» **HOW TO COMPLETE THIS TASK**
Look below and pull out each line with the word "Option".

» **RECORDS SHOWN**
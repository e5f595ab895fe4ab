/*
[INPUT]:  Fallible async operations and a retry budget
[OUTPUT]: Operation result after bounded retries with backoff
[POS]:    Custody layer - retry helper for address/session fetches
[UPDATE]: When changing retry counts or backoff curve
*/

use std::future::Future;
use std::time::Duration;

use tracing::warn;

use crate::error::Result;

const MAX_ATTEMPTS: u32 = 3;
const BASE_DELAY: Duration = Duration::from_millis(250);

/// Run an operation up to 3 times with doubling backoff (250ms, 500ms).
///
/// Only retryable errors (network, rate limit, 5xx) trigger another attempt;
/// everything else propagates immediately.
pub async fn retry_with_backoff<T, F, Fut>(mut operation: F, label: &str) -> Result<T>
where
    F: FnMut() -> Fut,
    Fut: Future<Output = Result<T>>,
{
    let mut delay = BASE_DELAY;
    let mut attempt = 1;

    loop {
        match operation().await {
            Ok(value) => return Ok(value),
            Err(err) if attempt < MAX_ATTEMPTS && err.is_retryable() => {
                warn!(label, attempt, error = %err, "operation failed, retrying");
                tokio::time::sleep(delay).await;
                delay *= 2;
                attempt += 1;
            }
            Err(err) => return Err(err),
        }
    }
}
/*
[INPUT]:  Auth base URL, ephemeral CSRF storage, callback URL parameters
[OUTPUT]: Redirect begin/resume protocol with single-use state validation
[POS]:    Embedded layer - the redirect round-trip sub-protocol
[UPDATE]: When callback parameters or the CSRF scheme change
*/

use std::sync::Arc;

use serde::{Deserialize, Serialize};
use tracing::{debug, warn};
use url::Url;
use uuid::Uuid;

use crate::env::{EphemeralStore, UrlParams};
use crate::error::{ConnectError, Result};
use crate::types::{AuthCallbackCode, AuthProviderKind};

use super::session::Session;

/// Ephemeral key holding the single-use CSRF state token
const STATE_KEY: &str = "lantern.auth.state";
/// Ephemeral key holding the serialized auth context
const CONTEXT_KEY: &str = "lantern.auth.context";

/// Context written before the redirect and recovered on resume
#[derive(Debug, Clone, PartialEq, Serialize, Deserialize)]
#[serde(rename_all = "camelCase")]
pub struct AuthContext {
    pub session_id: String,
    pub provider: AuthProviderKind,
}

/// What the current URL says about a redirect callback
#[derive(Debug, Clone, PartialEq)]
pub enum CallbackCheck {
    /// The URL is not a redirect callback; nothing to resume
    NotACallback,
    /// The identity provider sent back an error
    Failed {
        code: AuthCallbackCode,
        message: String,
    },
    /// Successful round-trip; pending CSRF validation
    Success {
        wallet_id: String,
        provider: Option<AuthProviderKind>,
        state: String,
        session_id: Option<String>,
    },
}

/// Owns the CSRF side of the redirect flow: token issuance before the
/// navigation and single-use validation on resume.
pub struct RedirectAuth {
    auth_base_url: Url,
    redirect_url: Option<Url>,
    ephemeral: Arc<dyn EphemeralStore>,
}

impl RedirectAuth {
    pub fn new(
        auth_base_url: Url,
        redirect_url: Option<Url>,
        ephemeral: Arc<dyn EphemeralStore>,
    ) -> Self {
        Self {
            auth_base_url,
            redirect_url,
            ephemeral,
        }
    }

    /// Issue a CSRF state token, persist it with the auth context, and build
    /// the outbound auth URL. The caller performs the navigation.
    pub fn begin(&self, session: &Session, provider: AuthProviderKind) -> Result<Url> {
        let state = Uuid::new_v4().to_string();
        self.ephemeral.set(STATE_KEY, &state)?;

        let context = AuthContext {
            session_id: session.session_id.clone(),
            provider,
        };
        self.ephemeral
            .set(CONTEXT_KEY, &serde_json::to_string(&context)?)?;

        let mut url = self.auth_base_url.clone();
        {
            let mut pairs = url.query_pairs_mut();
            pairs.append_pair("state", &state);
            pairs.append_pair("session_id", &session.session_id);
            pairs.append_pair("organization_id", &session.organization_id);
            pairs.append_pair("public_key", &session.keypair.public_key_base58());
            if let Ok(provider_name) = serde_json::to_value(provider) {
                if let Some(name) = provider_name.as_str() {
                    pairs.append_pair("provider", name);
                }
            }
            if let Some(redirect) = &self.redirect_url {
                pairs.append_pair("redirect_uri", redirect.as_str());
            }
        }
        debug!(session_id = %session.session_id, ?provider, "auth redirect prepared");
        Ok(url)
    }

    /// Classify the current URL. An `error` parameter is fatal: the ephemeral
    /// context is cleared before the error is surfaced.
    pub fn inspect_callback(&self, params: &UrlParams) -> Result<CallbackCheck> {
        if let Some(raw_error) = params.get("error") {
            let code = AuthCallbackCode::from_param(&raw_error);
            let message = params
                .get("error_description")
                .unwrap_or_else(|| raw_error.clone());
            warn!(?code, message, "auth callback carried an error");
            self.clear_ephemeral();
            return Ok(CallbackCheck::Failed { code, message });
        }

        let (Some(wallet_id), Some(state)) = (params.get("wallet_id"), params.get("state")) else {
            return Ok(CallbackCheck::NotACallback);
        };

        let provider = params
            .get("provider")
            .and_then(|raw| serde_json::from_value(serde_json::Value::String(raw)).ok());

        Ok(CallbackCheck::Success {
            wallet_id,
            provider,
            state,
            session_id: params.get("session_id"),
        })
    }

    /// Validate the returned state against the stored token. The token is
    /// consumed exactly once; a second resume with the same URL fails.
    pub fn validate_state(&self, returned_state: &str) -> Result<AuthContext> {
        let stored = self.ephemeral.take(STATE_KEY)?;
        let context_raw = self.ephemeral.take(CONTEXT_KEY)?;

        let Some(stored) = stored else {
            return Err(ConnectError::Session(
                "auth state not found, session may have expired".to_string(),
            ));
        };
        if stored != returned_state {
            return Err(ConnectError::Csrf(
                "state token does not match the stored value".to_string(),
            ));
        }

        let context_raw = context_raw.ok_or_else(|| {
            ConnectError::Session("auth context not found, session may have expired".to_string())
        })?;
        Ok(serde_json::from_str(&context_raw)?)
    }

    fn clear_ephemeral(&self) {
        if let Err(err) = self.ephemeral.remove(STATE_KEY) {
            warn!(error = %err, "failed to clear auth state");
        }
        if let Err(err) = self.ephemeral.remove(CONTEXT_KEY) {
            warn!(error = %err, "failed to clear auth context");
        }
    }
}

» **EXERCISE RESULT**
        provider: Option<AuthProviderKind>,
        session_id: Option<String>,
    redirect_url: Option<Url>,
        redirect_url: Option<Url>,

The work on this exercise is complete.